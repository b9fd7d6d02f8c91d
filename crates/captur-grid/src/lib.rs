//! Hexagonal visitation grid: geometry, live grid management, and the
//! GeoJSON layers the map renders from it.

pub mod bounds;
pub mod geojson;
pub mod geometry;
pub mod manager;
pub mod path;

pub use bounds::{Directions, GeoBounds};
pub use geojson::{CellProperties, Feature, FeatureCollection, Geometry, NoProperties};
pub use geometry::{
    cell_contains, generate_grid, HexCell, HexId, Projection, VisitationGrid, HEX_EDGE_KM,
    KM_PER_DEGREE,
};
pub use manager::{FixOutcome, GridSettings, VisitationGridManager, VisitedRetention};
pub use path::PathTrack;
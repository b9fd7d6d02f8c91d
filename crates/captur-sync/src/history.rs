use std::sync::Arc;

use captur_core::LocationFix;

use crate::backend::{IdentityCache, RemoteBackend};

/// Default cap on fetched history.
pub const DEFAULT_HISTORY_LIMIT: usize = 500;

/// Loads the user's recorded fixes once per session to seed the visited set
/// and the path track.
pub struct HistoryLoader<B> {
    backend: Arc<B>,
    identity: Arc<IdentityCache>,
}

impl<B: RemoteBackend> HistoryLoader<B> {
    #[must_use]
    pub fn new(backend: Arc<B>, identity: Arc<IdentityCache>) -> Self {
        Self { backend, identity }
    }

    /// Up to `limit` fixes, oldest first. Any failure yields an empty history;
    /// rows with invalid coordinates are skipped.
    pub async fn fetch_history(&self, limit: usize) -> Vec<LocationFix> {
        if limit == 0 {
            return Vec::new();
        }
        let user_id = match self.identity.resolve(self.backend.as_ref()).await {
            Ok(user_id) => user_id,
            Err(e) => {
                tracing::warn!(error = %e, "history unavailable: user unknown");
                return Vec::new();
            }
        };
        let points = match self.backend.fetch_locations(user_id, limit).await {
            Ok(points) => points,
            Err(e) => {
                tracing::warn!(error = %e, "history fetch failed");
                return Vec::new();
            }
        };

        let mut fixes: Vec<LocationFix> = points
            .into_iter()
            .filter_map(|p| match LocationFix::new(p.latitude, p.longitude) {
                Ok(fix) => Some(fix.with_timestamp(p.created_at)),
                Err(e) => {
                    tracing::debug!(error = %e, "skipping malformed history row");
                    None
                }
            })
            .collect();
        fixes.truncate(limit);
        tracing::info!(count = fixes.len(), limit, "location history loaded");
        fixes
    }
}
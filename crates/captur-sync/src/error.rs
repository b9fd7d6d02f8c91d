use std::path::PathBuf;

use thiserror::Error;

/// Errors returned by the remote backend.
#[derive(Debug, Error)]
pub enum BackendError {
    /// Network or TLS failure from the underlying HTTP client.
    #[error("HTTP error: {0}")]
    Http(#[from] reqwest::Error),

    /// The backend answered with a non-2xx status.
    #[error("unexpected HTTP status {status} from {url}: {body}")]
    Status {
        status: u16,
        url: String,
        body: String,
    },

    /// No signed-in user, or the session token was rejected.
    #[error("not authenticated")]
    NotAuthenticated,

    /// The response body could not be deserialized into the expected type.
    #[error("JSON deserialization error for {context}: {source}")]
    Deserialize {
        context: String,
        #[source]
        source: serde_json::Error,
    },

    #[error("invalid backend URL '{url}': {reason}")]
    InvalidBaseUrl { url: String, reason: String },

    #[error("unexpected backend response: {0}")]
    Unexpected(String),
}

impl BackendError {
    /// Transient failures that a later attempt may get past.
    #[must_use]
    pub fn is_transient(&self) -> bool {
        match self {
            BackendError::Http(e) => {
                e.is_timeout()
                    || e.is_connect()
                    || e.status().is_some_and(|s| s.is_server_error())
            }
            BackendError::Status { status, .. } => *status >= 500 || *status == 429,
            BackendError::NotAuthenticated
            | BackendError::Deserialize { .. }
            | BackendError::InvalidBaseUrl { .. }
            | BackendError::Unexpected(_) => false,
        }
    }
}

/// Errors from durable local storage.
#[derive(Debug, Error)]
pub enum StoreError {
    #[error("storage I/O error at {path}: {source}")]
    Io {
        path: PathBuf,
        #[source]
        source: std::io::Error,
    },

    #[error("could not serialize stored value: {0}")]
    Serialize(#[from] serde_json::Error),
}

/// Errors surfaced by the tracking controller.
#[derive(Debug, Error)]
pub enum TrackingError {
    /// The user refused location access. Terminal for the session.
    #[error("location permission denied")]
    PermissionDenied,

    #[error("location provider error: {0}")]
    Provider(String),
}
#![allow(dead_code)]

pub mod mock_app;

========================

* [WORK ITEM]:
Each entry in the data must be copied exactly.

* [RESULT OF THIS EXERCISE]:
repository b9fd7d6d02f8c91d
filename crates/captur-grid/src/lib.rs
//! Hexagonal visitation grid: geometry, live grid management, and the
//! GeoJSON layers the map renders from it.

pub mod bounds;
pub mod geojson;
pub mod geometry;
pub mod manager;
pub mod path;

pub use bounds::{Directions, GeoBounds};
pub use geojson::{CellProperties, Feature, FeatureCollection, Geometry, NoProperties};
pub use geometry::{
    cell_contains, generate_grid, HexCell, HexId, Projection, VisitationGrid, HEX_EDGE_KM,
    KM_PER_DEGREE,
};
pub use manager::{FixOutcome, GridSettings, VisitationGridManager, VisitedRetention};
pub use path::PathTrack;
repository b9fd7d6d02f8c91d
filename crates/captur-sync/src/history.rs
use std::sync::Arc;

use captur_core::LocationFix;

use crate::backend::{IdentityCache, RemoteBackend};

/// Default cap on fetched history.
pub const DEFAULT_HISTORY_LIMIT: usize = 500;

/// Loads the user's recorded fixes once per session to seed the visited set
/// and the path track.
pub struct HistoryLoader<B> {
    backend: Arc<B>,
    identity: Arc<IdentityCache>,
}

impl<B: RemoteBackend> HistoryLoader<B> {
    #[must_use]
    pub fn new(backend: Arc<B>, identity: Arc<IdentityCache>) -> Self {
        Self { backend, identity }
    }

    /// Up to `limit` fixes, oldest first. Any failure yields an empty history;
    /// rows with invalid coordinates are skipped.
    pub async fn fetch_history(&self, limit: usize) -> Vec<LocationFix> {
        if limit == 0 {
            return Vec::new();
        }
        let user_id = match self.identity.resolve(self.backend.as_ref()).await {
            Ok(user_id) => user_id,
            Err(e) => {
                tracing::warn!(error = %e, "history unavailable: user unknown");
                return Vec::new();
            }
        };
        let points = match self.backend.fetch_locations(user_id, limit).await {
            Ok(points) => points,
            Err(e) => {
                tracing::warn!(error = %e, "history fetch failed");
                return Vec::new();
            }
        };

        let mut fixes: Vec<LocationFix> = points
            .into_iter()
            .filter_map(|p| match LocationFix::new(p.latitude, p.longitude) {
                Ok(fix) => Some(fix.with_timestamp(p.created_at)),
                Err(e) => {
                    tracing::debug!(error = %e, "skipping malformed history row");
                    None
                }
            })
            .collect();
        fixes.truncate(limit);
        tracing::info!(count = fixes.len(), limit, "location history loaded");
        fixes
    }
}
filename crates/captur-sync/src/error.rs
repository b9fd7d6d02f8c91d
use std::path::PathBuf;

use thiserror::Error;

/// Errors returned by the remote backend.
#[derive(Debug, Error)]
pub enum BackendError {
    /// Network or TLS failure from the underlying HTTP client.
    #[error("HTTP error: {0}")]
    Http(#[from] reqwest::Error),

    /// The backend answered with a non-2xx status.
    #[error("unexpected HTTP status {status} from {url}: {body}")]
    Status {
        status: u16,
        url: String,
        body: String,
    },

    /// No signed-in user, or the session token was rejected.
    #[error("not authenticated")]
    NotAuthenticated,

    /// The response body could not be deserialized into the expected type.
    #[error("JSON deserialization error for {context}: {source}")]
    Deserialize {
        context: String,
        #[source]
        source: serde_json::Error,
    },

    #[error("invalid backend URL '{url}': {reason}")]
    InvalidBaseUrl { url: String, reason: String },

    #[error("unexpected backend response: {0}")]
    Unexpected(String),
}

impl BackendError {
    /// Transient failures that a later attempt may get past.
    #[must_use]
    pub fn is_transient(&self) -> bool {
        match self {
            BackendError::Http(e) => {
                e.is_timeout()
                    || e.is_connect()
                    || e.status().is_some_and(|s| s.is_server_error())
            }
            BackendError::Status { status, .. } => *status >= 500 || *status == 429,
            BackendError::NotAuthenticated
            | BackendError::Deserialize { .. }
            | BackendError::InvalidBaseUrl { .. }
            | BackendError::Unexpected(_) => false,
        }
    }
}

/// Errors from durable local storage.
#[derive(Debug, Error)]
pub enum StoreError {
    #[error("storage I/O error at {path}: {source}")]
    Io {
        path: PathBuf,
        #[source]
        source: std::io::Error,
    },

    #[error("could not serialize stored value: {0}")]
    Serialize(#[from] serde_json::Error),
}

/// Errors surfaced by the tracking controller.
#[derive(Debug, Error)]
pub enum TrackingError {
    /// The user refused location access. Terminal for the session.
    #[error("location permission denied")]
    PermissionDenied,

    #[error("location provider error: {0}")]
    Provider(String),
}
#![allow(dead_code)]

pub mod mock_app;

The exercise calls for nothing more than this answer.